» **WHAT YOU HAVE TO DO**
Please repeat every entry that follows, keeping each one exactly the same.

*** Opening of SUPPLIED MATERIAL ***

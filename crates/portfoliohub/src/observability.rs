//! Tracing subscriber setup.

use crate::LoggingConfig;
use portfoliohub_error::{ConfigError, HubResult};
use tracing_subscriber::{EnvFilter, Layer, layer::SubscriberExt, util::SubscriberInitExt};

/// Configuration for log and span output.
#[derive(Debug, Clone)]
pub struct ObservabilityConfig {
    /// Service name for telemetry attribution
    pub service_name: String,
    /// Service version
    pub service_version: String,
    /// Log level filter (e.g., "info", "debug")
    pub log_level: String,
    /// Enable JSON-formatted logs for structured logging
    pub json_logs: bool,
}

impl ObservabilityConfig {
    /// Create a new configuration with the given service name.
    pub fn new(service_name: impl Into<String>) -> Self {
        Self {
            service_name: service_name.into(),
            service_version: env!("CARGO_PKG_VERSION").to_string(),
            log_level: "info".to_string(),
            json_logs: false,
        }
    }

    /// Set the log level.
    pub fn with_log_level(mut self, level: impl Into<String>) -> Self {
        self.log_level = level.into();
        self
    }

    /// Enable JSON-formatted logs.
    pub fn with_json_logs(mut self, enabled: bool) -> Self {
        self.json_logs = enabled;
        self
    }
}

impl Default for ObservabilityConfig {
    fn default() -> Self {
        Self::new(env!("CARGO_PKG_NAME"))
    }
}

impl From<&LoggingConfig> for ObservabilityConfig {
    fn from(logging: &LoggingConfig) -> Self {
        Self::default()
            .with_log_level(logging.level.clone())
            .with_json_logs(logging.json)
    }
}

/// Install the global tracing subscriber.
///
/// `RUST_LOG` takes precedence over the configured level. With the `otel`
/// feature, spans are also exported to stdout through OpenTelemetry.
///
/// # Errors
///
/// Returns an error for an invalid filter directive or when a global
/// subscriber is already installed.
pub fn init_observability(config: &ObservabilityConfig) -> HubResult<()> {
    let env_filter = EnvFilter::try_from_default_env()
        .or_else(|_| EnvFilter::try_new(&config.log_level))
        .map_err(|e| ConfigError::new(format!("Invalid log filter '{}': {}", config.log_level, e)))?;

    let fmt_layer = if config.json_logs {
        tracing_subscriber::fmt::layer()
            .json()
            .with_target(true)
            .with_level(true)
            .boxed()
    } else {
        tracing_subscriber::fmt::layer()
            .with_target(true)
            .with_level(true)
            .boxed()
    };

    let registry = tracing_subscriber::registry().with(env_filter).with(fmt_layer);

    #[cfg(feature = "otel")]
    let registry = registry.with(otel::layer(config.clone()));

    registry
        .try_init()
        .map_err(|e| ConfigError::new(format!("Failed to install tracing subscriber: {}", e)))?;
    Ok(())
}

#[cfg(feature = "otel")]
mod otel {
    use super::ObservabilityConfig;
    use opentelemetry::{KeyValue, global, trace::TracerProvider};
    use opentelemetry_sdk::{Resource, trace::SdkTracerProvider};
    use opentelemetry_stdout::SpanExporter;
    use tracing_subscriber::registry::LookupSpan;

    pub(super) fn layer<S>(config: ObservabilityConfig) -> impl tracing_subscriber::Layer<S>
    where
        S: tracing::Subscriber + for<'span> LookupSpan<'span>,
    {
        let resource = Resource::builder()
            .with_service_name(config.service_name.clone())
            .with_attributes(vec![KeyValue::new("service.version", config.service_version)])
            .build();

        let provider = SdkTracerProvider::builder()
            .with_simple_exporter(SpanExporter::default())
            .with_resource(resource)
            .build();
        global::set_tracer_provider(provider.clone());

        let tracer = provider.tracer(config.service_name);
        tracing_opentelemetry::layer().with_tracer(tracer)
    }
}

*** Close of SUPPLIED MATERIAL ***

» **SOLVED PROBLEM**
filename crates/portfoliohub/src/observability.rs
//! Tracing subscriber setup.

use crate::LoggingConfig;
use portfoliohub_error::{ConfigError, HubResult};
use tracing_subscriber::{EnvFilter, Layer, layer::SubscriberExt, util::SubscriberInitExt};

/// Configuration for log and span output.
#[derive(Debug, Clone)]
pub struct ObservabilityConfig {
    /// Service name for telemetry attribution
    pub service_name: String,
    /// Service version
    pub service_version: String,
    /// Log level filter (e.g., "info", "debug")
    pub log_level: String,
    /// Enable JSON-formatted logs for structured logging
    pub json_logs: bool,
}

impl ObservabilityConfig {
    /// Create a new configuration with the given service name.
    pub fn new(service_name: impl Into<String>) -> Self {
        Self {
            service_name: service_name.into(),
            service_version: env!("CARGO_PKG_VERSION").to_string(),
            log_level: "info".to_string(),
            json_logs: false,
        }
    }

    /// Set the log level.
    pub fn with_log_level(mut self, level: impl Into<String>) -> Self {
        self.log_level = level.into();
        self
    }

    /// Enable JSON-formatted logs.
    pub fn with_json_logs(mut self, enabled: bool) -> Self {
        self.json_logs = enabled;
        self
    }
}

impl Default for ObservabilityConfig {
    fn default() -> Self {
        Self::new(env!("CARGO_PKG_NAME"))
    }
}

impl From<&LoggingConfig> for ObservabilityConfig {
    fn from(logging: &LoggingConfig) -> Self {
        Self::default()
            .with_log_level(logging.level.clone())
            .with_json_logs(logging.json)
    }
}

/// Install the global tracing subscriber.
///
/// `RUST_LOG` takes precedence over the configured level. With the `otel`
/// feature, spans are also exported to stdout through OpenTelemetry.
///
/// # Errors
///
/// Returns an error for an invalid filter directive or when a global
/// subscriber is already installed.
pub fn init_observability(config: &ObservabilityConfig) -> HubResult<()> {
    let env_filter = EnvFilter::try_from_default_env()
        .or_else(|_| EnvFilter::try_new(&config.log_level))
        .map_err(|e| ConfigError::new(format!("Invalid log filter '{}': {}", config.log_level, e)))?;

    let fmt_layer = if config.json_logs {
        tracing_subscriber::fmt::layer()
            .json()
            .with_target(true)
            .with_level(true)
            .boxed()
    } else {
        tracing_subscriber::fmt::layer()
            .with_target(true)
            .with_level(true)
            .boxed()
    };

    let registry = tracing_subscriber::registry().with(env_filter).with(fmt_layer);

    #[cfg(feature = "otel")]
    let registry = registry.with(otel::layer(config.clone()));

    registry
        .try_init()
        .map_err(|e| ConfigError::new(format!("Failed to install tracing subscriber: {}", e)))?;
    Ok(())
}

#[cfg(feature = "otel")]
mod otel {
    use super::ObservabilityConfig;
    use opentelemetry::{KeyValue, global, trace::TracerProvider};
    use opentelemetry_sdk::{Resource, trace::SdkTracerProvider};
    use opentelemetry_stdout::SpanExporter;
    use tracing_subscriber::registry::LookupSpan;

    pub(super) fn layer<S>(config: ObservabilityConfig) -> impl tracing_subscriber::Layer<S>
    where
        S: tracing::Subscriber + for<'span> LookupSpan<'span>,
    {
        let resource = Resource::builder()
            .with_service_name(config.service_name.clone())
            .with_attributes(vec![KeyValue::new("service.version", config.service_version)])
            .build();

        let provider = SdkTracerProvider::builder()
            .with_simple_exporter(SpanExporter::default())
            .with_resource(resource)
            .build();
        global::set_tracer_provider(provider.clone());

        let tracer = provider.tracer(config.service_name);
        tracing_opentelemetry::layer().with_tracer(tracer)
    }
}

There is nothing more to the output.